### Task to carry out
Among the entries below, which lines include the string "vendor"? Show each one.

Dataset entries
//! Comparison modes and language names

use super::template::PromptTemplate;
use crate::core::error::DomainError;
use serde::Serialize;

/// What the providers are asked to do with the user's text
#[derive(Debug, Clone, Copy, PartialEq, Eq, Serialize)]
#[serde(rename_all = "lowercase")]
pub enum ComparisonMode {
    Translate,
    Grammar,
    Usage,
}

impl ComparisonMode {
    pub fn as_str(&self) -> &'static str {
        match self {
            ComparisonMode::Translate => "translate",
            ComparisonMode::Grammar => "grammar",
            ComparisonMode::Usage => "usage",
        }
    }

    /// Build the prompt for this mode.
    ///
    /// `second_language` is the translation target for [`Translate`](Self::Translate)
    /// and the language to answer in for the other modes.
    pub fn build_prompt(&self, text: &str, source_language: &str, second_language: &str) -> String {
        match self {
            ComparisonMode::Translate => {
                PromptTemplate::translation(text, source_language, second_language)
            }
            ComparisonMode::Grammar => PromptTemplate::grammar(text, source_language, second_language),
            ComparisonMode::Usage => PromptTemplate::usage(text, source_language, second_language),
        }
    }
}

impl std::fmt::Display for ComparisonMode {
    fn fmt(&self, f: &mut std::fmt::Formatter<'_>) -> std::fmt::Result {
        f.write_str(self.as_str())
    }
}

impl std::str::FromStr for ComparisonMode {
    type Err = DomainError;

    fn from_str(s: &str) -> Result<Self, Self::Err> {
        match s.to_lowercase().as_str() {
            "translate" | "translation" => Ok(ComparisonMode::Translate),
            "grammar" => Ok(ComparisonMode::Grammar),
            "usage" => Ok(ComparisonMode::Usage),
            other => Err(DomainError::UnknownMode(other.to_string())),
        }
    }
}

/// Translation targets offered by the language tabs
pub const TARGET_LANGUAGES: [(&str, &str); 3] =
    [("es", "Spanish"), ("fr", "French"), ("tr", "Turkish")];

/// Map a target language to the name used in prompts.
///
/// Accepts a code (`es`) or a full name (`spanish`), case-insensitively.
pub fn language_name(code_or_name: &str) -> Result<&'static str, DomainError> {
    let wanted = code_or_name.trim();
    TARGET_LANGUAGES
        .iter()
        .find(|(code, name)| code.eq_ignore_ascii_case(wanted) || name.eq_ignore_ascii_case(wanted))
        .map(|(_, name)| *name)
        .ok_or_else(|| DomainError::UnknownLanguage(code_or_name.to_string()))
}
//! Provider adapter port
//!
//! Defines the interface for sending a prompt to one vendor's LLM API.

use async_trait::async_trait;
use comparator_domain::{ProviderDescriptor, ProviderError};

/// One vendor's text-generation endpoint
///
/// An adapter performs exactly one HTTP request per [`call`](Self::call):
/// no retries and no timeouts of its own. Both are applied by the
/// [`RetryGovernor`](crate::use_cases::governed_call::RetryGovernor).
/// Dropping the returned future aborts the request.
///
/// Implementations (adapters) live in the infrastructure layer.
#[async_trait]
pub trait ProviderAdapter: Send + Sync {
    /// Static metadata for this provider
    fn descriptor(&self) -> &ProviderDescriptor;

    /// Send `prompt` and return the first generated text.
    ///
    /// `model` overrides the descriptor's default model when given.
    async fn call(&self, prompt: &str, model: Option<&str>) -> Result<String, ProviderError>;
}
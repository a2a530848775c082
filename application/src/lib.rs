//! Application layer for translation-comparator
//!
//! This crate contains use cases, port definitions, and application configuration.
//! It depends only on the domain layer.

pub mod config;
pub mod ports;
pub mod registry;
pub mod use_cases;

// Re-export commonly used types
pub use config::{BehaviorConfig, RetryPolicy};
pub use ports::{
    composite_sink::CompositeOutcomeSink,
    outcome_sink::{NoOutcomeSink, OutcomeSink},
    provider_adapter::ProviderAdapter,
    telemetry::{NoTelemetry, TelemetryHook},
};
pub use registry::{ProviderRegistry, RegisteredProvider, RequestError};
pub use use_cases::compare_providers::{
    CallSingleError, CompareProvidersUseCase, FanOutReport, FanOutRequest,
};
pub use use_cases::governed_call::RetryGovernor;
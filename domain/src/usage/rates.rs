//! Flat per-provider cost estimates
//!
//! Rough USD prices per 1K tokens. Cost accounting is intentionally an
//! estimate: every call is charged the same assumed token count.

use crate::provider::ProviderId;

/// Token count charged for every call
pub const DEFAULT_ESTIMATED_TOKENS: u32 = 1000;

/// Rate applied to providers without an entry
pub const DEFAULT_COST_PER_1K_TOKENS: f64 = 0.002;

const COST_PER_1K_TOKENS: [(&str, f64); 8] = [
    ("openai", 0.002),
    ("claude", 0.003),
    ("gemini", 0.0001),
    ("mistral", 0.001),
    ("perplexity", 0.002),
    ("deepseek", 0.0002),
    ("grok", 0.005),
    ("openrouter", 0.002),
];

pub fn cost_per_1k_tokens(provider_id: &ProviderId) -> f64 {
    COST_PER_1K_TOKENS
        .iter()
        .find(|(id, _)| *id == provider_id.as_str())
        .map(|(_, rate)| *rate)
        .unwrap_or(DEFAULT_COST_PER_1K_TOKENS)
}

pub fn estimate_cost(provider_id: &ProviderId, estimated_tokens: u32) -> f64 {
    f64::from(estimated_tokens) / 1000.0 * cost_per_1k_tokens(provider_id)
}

### Task response
//! Defines the interface for sending a prompt to one vendor's LLM API.
/// One vendor's text-generation endpoint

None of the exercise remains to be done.